Chemical Engineering Flashcards
Bioengineering microbial communities
1)Microorganisms are present in almost every habitat on earth. They are drivers of carbon, oxygen, nitrogen, sulfur and phosphorus cycles that form the basis of life on our planet
2)Bioengineering of individual microbial organisms or microbial communities has great potential in agriculture and bioremediation industry
3)Microbiome engineering requires genome-level engineering to stably maintain certain traits
Microbial production of advanced biofuels
1)Utilization of fossil fuels for electricity and heat production and for transportation accounts for 25% and 14% of the total greenhouse gas emissions, respectively
2)The consumption of organic substrates by microorganisms and utilization in metabolic processes generates useful products, which can be used as a fuel to produce energy
3)The challenge of producing biofuel using ‘microbial factories’ is to generate a large amount of fuel on a comparatively lower budget and greater efficiency as compared to the conventional fossil fuels
Enhancement of Microbial Production of advanced biofuels
1)Microorganisms exhibits a specific metabolic pathway and different types of catalytic enzymes for biofuel production.
2)In Saccharomyces cerevisiae, direct decarboxylation of pyruvate will lead to the production of ethanol.
3)In Escherichia coli, CoA activates the acyl group during pyruvate decarboxylation and then reduces to ethanol.
4)Metabolic engineering of such pathways could be fruitful in increasing the productivity of biofuels. This can be applied in numerous ways for enhancing microbial biofuel production.
Microbial production of advanced biorefinery
-Biorefineries are facilities that convert biomass feedstocks to bio-based energy, fuels, materials and chemicals.

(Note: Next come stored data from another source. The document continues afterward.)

use serde::{Deserialize, Serialize};
use std::fs;
use std::io::{self, Write};
use std::path::{Path, PathBuf};

use crate::errors::ConfigError;

/// Values remembered between runs.
#[derive(Serialize, Deserialize, Debug, Clone, Default, PartialEq, Eq)]
pub struct StoredConfig {
    #[serde(default, skip_serializing_if = "Option::is_none")]
    pub api_key: Option<String>,
    #[serde(default, skip_serializing_if = "Option::is_none")]
    pub base_url: Option<String>,
    #[serde(default, skip_serializing_if = "Option::is_none")]
    pub last_food_log: Option<String>,
}

/// JSON key/value file under the user's config directory.
#[derive(Debug, Clone)]
pub struct ConfigStore {
    path: PathBuf,
}

impl ConfigStore {
    pub fn new(path: impl Into<PathBuf>) -> Self {
        Self { path: path.into() }
    }

    /// `<config dir>/ingredient-iq/config.json`
    pub fn default_location() -> Result<Self, ConfigError> {
        let config_dir = dirs::config_dir().ok_or(ConfigError::NoConfigDir)?;
        Ok(Self::new(config_dir.join("ingredient-iq").join("config.json")))
    }

    pub fn path(&self) -> &Path {
        &self.path
    }

    /// A missing file reads as an empty store.
    pub fn load(&self) -> Result<StoredConfig, ConfigError> {
        if !self.path.exists() {
            log::debug!("No config store at {}, starting empty", self.path.display());
            return Ok(StoredConfig::default());
        }

        let content = fs::read_to_string(&self.path).map_err(|source| ConfigError::Read {
            path: self.path.clone(),
            source,
        })?;
        serde_json::from_str(&content).map_err(|source| ConfigError::Parse {
            path: self.path.clone(),
            source,
        })
    }

    pub fn save(&self, config: &StoredConfig) -> Result<(), ConfigError> {
        let persist_err = |source: io::Error| ConfigError::Persist {
            path: self.path.clone(),
            source,
        };

        if let Some(parent) = self.path.parent() {
            fs::create_dir_all(parent).map_err(persist_err)?;
        }

        let content = serde_json::to_string_pretty(config).map_err(|e| persist_err(e.into()))?;
        write_private(&self.path, &content).map_err(persist_err)?;
        log::debug!("💾 Config store written to {}", self.path.display());
        Ok(())
    }

    /// Loads, applies `edit`, and writes back.
    pub fn update(&self, edit: impl FnOnce(&mut StoredConfig)) -> Result<(), ConfigError> {
        let mut config = self.load().unwrap_or_else(|e| {
            log::warn!("⚠️ Ignoring unreadable config store: {}", e);
            StoredConfig::default()
        });
        edit(&mut config);
        self.save(&config)
    }
}

/// Writes `content` readable by the owner only, since the store holds the API key.
fn write_private(path: &Path, content: &str) -> io::Result<()> {
    let mut options = fs::OpenOptions::new();
    options.write(true).create(true).truncate(true);
    #[cfg(unix)]
    {
        use std::os::unix::fs::OpenOptionsExt;
        options.mode(0o600);
    }

    let mut file = options.open(path)?;
    // `mode` only applies to new files; tighten one left by an older run.
    #[cfg(unix)]
    {
        use std::os::unix::fs::PermissionsExt;
        file.set_permissions(fs::Permissions::from_mode(0o600))?;
    }
    file.write_all(content.as_bytes())
}
use std::fs;
use std::io::Write;
use std::path::{Path, PathBuf};

use crate::errors::FileError;
use crate::services::config_store::ConfigStore;
use crate::services::prompt::Prompter;

pub const DEFAULT_FOOD_LOG: &str = "sample_food_log.json";

/// Reads the whole file as text. The content is never parsed.
pub fn load(path: &Path) -> Result<String, FileError> {
    let content = fs::read_to_string(path).map_err(|e| FileError::from_io(path.to_path_buf(), e))?;
    log::debug!("📄 Loaded {} ({} bytes)", path.display(), content.len());
    Ok(content)
}

#[derive(Debug)]
pub struct FoodLog {
    pub path: PathBuf,
    pub content: String,
}

/// Picks a food log path and loads it, giving the user one retry with a
/// different path if the first one can't be read.
///
/// `preset` skips the first question. `default` is offered when the user just
/// presses enter.
pub fn select_and_load<W: Write>(
    preset: Option<PathBuf>,
    default: &str,
    prompter: &mut dyn Prompter,
    out: &mut W,
) -> Result<FoodLog, FileError> {
    let first = match preset {
        Some(path) => path,
        None => ask_path(prompter, default)?.unwrap_or_else(|| PathBuf::from(default)),
    };

    let first_err = match load(&first) {
        Ok(content) => return Ok(FoodLog { path: first, content }),
        Err(e) => e,
    };

    log::warn!("⚠️ Food log unavailable: {}", first_err);
    if let Err(e) = writeln!(out, "Could not read food log: {}", first_err) {
        log::warn!("⚠️ Could not print error: {}", e);
    }

    let retry = match ask_path(prompter, default)? {
        Some(path) => path,
        None => return Err(first_err),
    };
    let content = load(&retry)?;
    Ok(FoodLog { path: retry, content })
}

/// The food log path used last time, or `default` if none was stored.
pub fn last_used_or(store: &ConfigStore, default: &str) -> String {
    store
        .load()
        .ok()
        .and_then(|c| c.last_food_log)
        .unwrap_or_else(|| default.to_string())
}

/// Stores `path` as next run's default. Failure only costs a convenience.
pub fn remember_last_used(store: &ConfigStore, path: &Path) {
    let last_used = path.display().to_string();
    match store.update(|c| c.last_food_log = Some(last_used)) {
        Ok(()) => log::debug!("💾 Remembered food log {}", path.display()),
        Err(e) => log::warn!("⚠️ Could not remember food log path: {}", e),
    }
}

fn ask_path(prompter: &mut dyn Prompter, default: &str) -> Result<Option<PathBuf>, FileError> {
    let prompt = format!("Path to your food log [{}]: ", default);
    let answer = prompter
        .read_visible(&prompt)
        .map_err(|source| FileError::Io { path: PathBuf::from("<stdin>"), source })?;

    Ok(answer.map(|a| {
        let trimmed = a.trim();
        if trimmed.is_empty() {
            PathBuf::from(default)
        } else {
            PathBuf::from(trimmed)
        }
    }))
}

Importance of biorefineries:
1)Growing demands for energy, fuel, materials and chemicals
2)Finite availability of fossil fuel resources
3)Reality of climate change and need to reduce greenhouse gases
4)Competitiveness within the global economy
5)Need to stimulate growth within rural economies
Microbes in wastewater treatment
1)Wastewater treatment refers to sewage treatment of domestic wastewater treatment
2)Process of removing contaminants from wastewater to produce water that is safe for environment
3)Types of treatment: physical, biological and chemical
4)Biological wastewater treatment
What is Biological wastewater treatment?
Biological wastewater treatment:
1)Involves the usage of microorganisms such as bacteria
2)They metabolize the biological content of the sewage
3)The contaminants of organic substances are digested as food along with other energy source by the cell
Industrial scale up for bioengineering of microbes
1)Develop phenotypically stable strains that prevent a phenotypic drift during subculturing of the seed cultures
2)Track subpopulation and causes for phenotypic drift or heterogeneity within the culture
3)Regulate genes and pathways to respond to inhibitory byproducts and fluctuating stress to reduce negative selections and enhance robust strain performance
Bioengineering Strategies for Developing Vaccines
1)Vaccinations are, to date, the best and most economical way to control outbreaks and have been highly successful for several pathogens.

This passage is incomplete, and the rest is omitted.